Segment Start: Data in this exercise

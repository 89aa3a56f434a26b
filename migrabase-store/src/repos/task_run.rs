//! Task run repository

use std::collections::HashSet;

use chrono::{DateTime, Utc};
use migrabase_core::TaskRunStatus;
use migrabase_filter::{args, qb, Query};
use serde::{Deserialize, Serialize};
use sqlx::types::Json;
use sqlx::{FromRow, PgPool};

use crate::error::{Result, StoreError};
use crate::exec;

const TASK_RUN_COLUMNS: &str = "task_run.id, task_run.creator, task_run.created_at, \
     task_run.updated_at, task_run.task_id, task.plan_id, task_run.sheet_sha256, \
     task_run.attempt, task_run.status, task_run.started_at, task_run.result";

/// Outcome of a run (`task_run.result`)
#[derive(Debug, Clone, Default, PartialEq, Serialize, Deserialize)]
#[serde(rename_all = "camelCase", default)]
pub struct TaskRunResult {
    #[serde(skip_serializing_if = "String::is_empty")]
    pub detail: String,
    #[serde(skip_serializing_if = "String::is_empty")]
    pub version: String,
    #[serde(skip_serializing_if = "Option::is_none")]
    pub affected_rows: Option<i64>,
}

#[derive(Debug, Clone, PartialEq)]
pub struct TaskRunMessage {
    pub id: i64,
    pub task_id: i64,
    pub plan_id: i64,
    pub creator: String,
    pub sheet_sha256: Option<String>,
    pub attempt: i32,
    pub status: TaskRunStatus,
    pub started_at: Option<DateTime<Utc>>,
    pub result: TaskRunResult,
    pub created_at: DateTime<Utc>,
    pub updated_at: DateTime<Utc>,
}

#[derive(Debug, Clone)]
pub struct CreateTaskRunMessage {
    pub task_id: i64,
    pub sheet_sha256: Option<String>,
}

#[derive(Debug, Clone, Default)]
pub struct FindTaskRunMessage {
    pub id: Option<i64>,
    pub ids: Option<Vec<i64>>,
    pub task_id: Option<i64>,
    pub plan_id: Option<i64>,
    pub statuses: Option<Vec<TaskRunStatus>>,
}

#[derive(Debug, Clone)]
pub struct UpdateTaskRunStatusMessage {
    pub id: i64,
    pub status: TaskRunStatus,
    pub started_at: Option<DateTime<Utc>>,
    pub result: Option<TaskRunResult>,
}

#[derive(FromRow)]
struct TaskRunRow {
    id: i64,
    creator: String,
    created_at: DateTime<Utc>,
    updated_at: DateTime<Utc>,
    task_id: i64,
    plan_id: i64,
    sheet_sha256: Option<String>,
    attempt: i32,
    status: String,
    started_at: Option<DateTime<Utc>>,
    result: Json<TaskRunResult>,
}

impl TryFrom<TaskRunRow> for TaskRunMessage {
    type Error = StoreError;

    fn try_from(row: TaskRunRow) -> Result<Self> {
        Ok(Self {
            id: row.id,
            task_id: row.task_id,
            plan_id: row.plan_id,
            creator: row.creator,
            sheet_sha256: row.sheet_sha256,
            attempt: row.attempt,
            status: row.status.parse()?,
            started_at: row.started_at,
            result: row.result.0,
            created_at: row.created_at,
            updated_at: row.updated_at,
        })
    }
}

/// Task run repository
pub struct TaskRunRepo<'a> {
    pool: &'a PgPool,
}

impl<'a> TaskRunRepo<'a> {
    pub fn new(pool: &'a PgPool) -> Self {
        Self { pool }
    }

    /// Queue a `PENDING` run per task. Tasks that already have a pending or
    /// running run are skipped; the attempt number continues from the last run.
    pub async fn create_pending_task_runs(
        &self,
        creator: &str,
        creates: Vec<CreateTaskRunMessage>,
    ) -> Result<Vec<TaskRunMessage>> {
        if creates.is_empty() {
            return Ok(Vec::new());
        }
        let task_ids: Vec<i64> = creates.iter().map(|c| c.task_id).collect();

        let mut tx = self.pool.begin().await?;
        let active: Vec<(i64,)> = sqlx::query_as(
            "SELECT task_id FROM task_run WHERE task_id = ANY($1) AND status IN ('PENDING', 'RUNNING')",
        )
        .bind(&task_ids)
        .fetch_all(&mut *tx)
        .await?;
        let mut busy: HashSet<i64> = active.into_iter().map(|(id,)| id).collect();

        let mut created = Vec::new();
        for create in creates {
            if !busy.insert(create.task_id) {
                tracing::debug!(task_id = create.task_id, "task already has an active run");
                continue;
            }
            let (id,): (i64,) = sqlx::query_as(
                r#"
                INSERT INTO task_run (creator, task_id, sheet_sha256, attempt, status)
                SELECT $1, $2, $3, COALESCE(MAX(attempt) + 1, 0), 'PENDING'
                FROM task_run
                WHERE task_id = $2
                RETURNING id
                "#,
            )
            .bind(creator)
            .bind(create.task_id)
            .bind(create.sheet_sha256)
            .fetch_one(&mut *tx)
            .await?;
            created.push(id);
        }
        tx.commit().await?;

        tracing::info!(requested = task_ids.len(), created = created.len(), "queued task runs");
        if created.is_empty() {
            return Ok(Vec::new());
        }
        self.list(&FindTaskRunMessage {
            ids: Some(created),
            ..Default::default()
        })
        .await
    }

    pub async fn get_by_id(&self, id: i64) -> Result<Option<TaskRunMessage>> {
        let runs = self
            .list(&FindTaskRunMessage {
                id: Some(id),
                ..Default::default()
            })
            .await?;
        exec::at_most_one(runs, "task run")
    }

    pub async fn list(&self, find: &FindTaskRunMessage) -> Result<Vec<TaskRunMessage>> {
        let (sql, arguments) = exec::build(&list_query(find))?;
        let rows: Vec<TaskRunRow> = sqlx::query_as_with(&sql, arguments)
            .fetch_all(self.pool)
            .await?;
        rows.into_iter().map(TaskRunMessage::try_from).collect()
    }

    /// Move a run to `status`, optionally stamping its start time and result.
    pub async fn update_status(&self, patch: UpdateTaskRunStatusMessage) -> Result<TaskRunMessage> {
        if matches!(patch.status, TaskRunStatus::NotStarted | TaskRunStatus::Skipped) {
            return Err(StoreError::invalid_argument(format!(
                "{} is not a stored task run status",
                patch.status
            )));
        }

        let mut set = Query::new();
        set.comma("status = ?", args![patch.status.as_str()]);
        set.comma("updated_at = ?", args![Utc::now()]);
        if let Some(started_at) = patch.started_at {
            set.comma("started_at = ?", args![started_at]);
        }
        if let Some(result) = &patch.result {
            set.comma("result = ?", args![serde_json::to_value(result)?]);
        }
        let query = qb::q("UPDATE task_run SET ? WHERE id = ? RETURNING id", args![set, patch.id]);
        let (sql, arguments) = exec::build(&query)?;
        sqlx::query_as_with::<_, (i64,), _>(&sql, arguments)
            .fetch_optional(self.pool)
            .await?
            .ok_or_else(|| StoreError::not_found("task run", patch.id))?;

        self.get_by_id(patch.id)
            .await?
            .ok_or_else(|| StoreError::not_found("task run", patch.id))
    }

    /// Cancel the pending or running runs among `ids`. Returns the number canceled.
    pub async fn batch_cancel(&self, ids: &[i64]) -> Result<u64> {
        if ids.is_empty() {
            return Ok(0);
        }
        let result = sqlx::query(
            r#"
            UPDATE task_run
            SET status = 'CANCELED', updated_at = $1
            WHERE id = ANY($2) AND status IN ('PENDING', 'RUNNING')
            "#,
        )
        .bind(Utc::now())
        .bind(ids)
        .execute(self.pool)
        .await?;
        if result.rows_affected() < ids.len() as u64 {
            tracing::warn!(
                requested = ids.len(),
                canceled = result.rows_affected(),
                "some task runs were not active"
            );
        }
        Ok(result.rows_affected())
    }
}

fn list_query(find: &FindTaskRunMessage) -> Query {
    let mut where_q = qb::q("TRUE", args![]);
    if let Some(id) = find.id {
        where_q.and("task_run.id = ?", args![id]);
    }
    if let Some(ids) = &find.ids {
        where_q.and("task_run.id = ANY(?)", args![ids.clone()]);
    }
    if let Some(task_id) = find.task_id {
        where_q.and("task_run.task_id = ?", args![task_id]);
    }
    if let Some(plan_id) = find.plan_id {
        where_q.and("task.plan_id = ?", args![plan_id]);
    }
    if let Some(statuses) = &find.statuses {
        let statuses: Vec<&str> = statuses.iter().map(TaskRunStatus::as_str).collect();
        where_q.and("task_run.status = ANY(?)", args![statuses]);
    }

    let mut query = qb::q(
        format!(
            "SELECT {} FROM task_run JOIN task ON task.id = task_run.task_id WHERE ?",
            TASK_RUN_COLUMNS
        ),
        args![where_q],
    );
    query.space("ORDER BY task_run.id ASC", args![]);
    query
}

#[cfg(test)]
mod tests {
    use super::*;
    use migrabase_filter::Value;

    #[test]
    fn list_by_plan_and_status() {
        let find = FindTaskRunMessage {
            plan_id: Some(3),
            statuses: Some(vec![TaskRunStatus::Pending, TaskRunStatus::Running]),
            ..Default::default()
        };
        let (sql, values) = list_query(&find).to_sql().unwrap();
        assert!(sql.contains("FROM task_run JOIN task ON task.id = task_run.task_id"));
        assert!(sql.contains("WHERE TRUE AND task.plan_id = $1 AND task_run.status = ANY($2)"));
        assert_eq!(
            values[1],
            Value::TextArray(vec!["PENDING".into(), "RUNNING".into()])
        );
    }

    #[test]
    fn result_json() {
        let result = TaskRunResult {
            detail: "applied".into(),
            affected_rows: Some(3),
            ..Default::default()
        };
        assert_eq!(
            serde_json::to_value(&result).unwrap(),
            serde_json::json!({"detail": "applied", "affectedRows": 3})
        );
    }

    #[tokio::test]
    #[ignore = "requires database"]
    async fn pending_runs_are_not_duplicated() {
        use crate::repos::plan::{CreatePlanMessage, PlanRepo};
        use crate::repos::task::{CreateTaskMessage, TaskPayload, TaskRepo};
        use migrabase_core::TaskType;

        let url = std::env::var("DATABASE_URL").expect("DATABASE_URL required");
        let pool = crate::pool::create_pool(&url).await.expect("pool");
        crate::migrations::run(&pool).await.expect("migrations");

        let plan = PlanRepo::new(&pool)
            .create(
                CreatePlanMessage {
                    project_id: "default".into(),
                    title: "runs".into(),
                    ..Default::default()
                },
                "ops@example.com",
            )
            .await
            .expect("plan");
        let tasks = TaskRepo::new(&pool)
            .create_tasks(
                plan.uid,
                vec![CreateTaskMessage {
                    instance: "prod".into(),
                    environment: None,
                    database_name: Some("app".into()),
                    task_type: TaskType::DatabaseMigrate,
                    payload: TaskPayload::default(),
                }],
            )
            .await
            .expect("tasks");

        let repo = TaskRunRepo::new(&pool);
        let create = || CreateTaskRunMessage {
            task_id: tasks[0].id,
            sheet_sha256: None,
        };
        let first = repo
            .create_pending_task_runs("ops@example.com", vec![create(), create()])
            .await
            .expect("first");
        assert_eq!(first.len(), 1);
        assert_eq!(first[0].attempt, 0);

        let second = repo
            .create_pending_task_runs("ops@example.com", vec![create()])
            .await
            .expect("second");
        assert!(second.is_empty());

        assert_eq!(repo.batch_cancel(&[first[0].id]).await.expect("cancel"), 1);
        let third = repo
            .create_pending_task_runs("ops@example.com", vec![create()])
            .await
            .expect("third");
        assert_eq!(third[0].attempt, 1);
    }
}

Segment End: Data in this exercise

Determine how many lines of the records contain the word "values". Reply with the number by itself.

2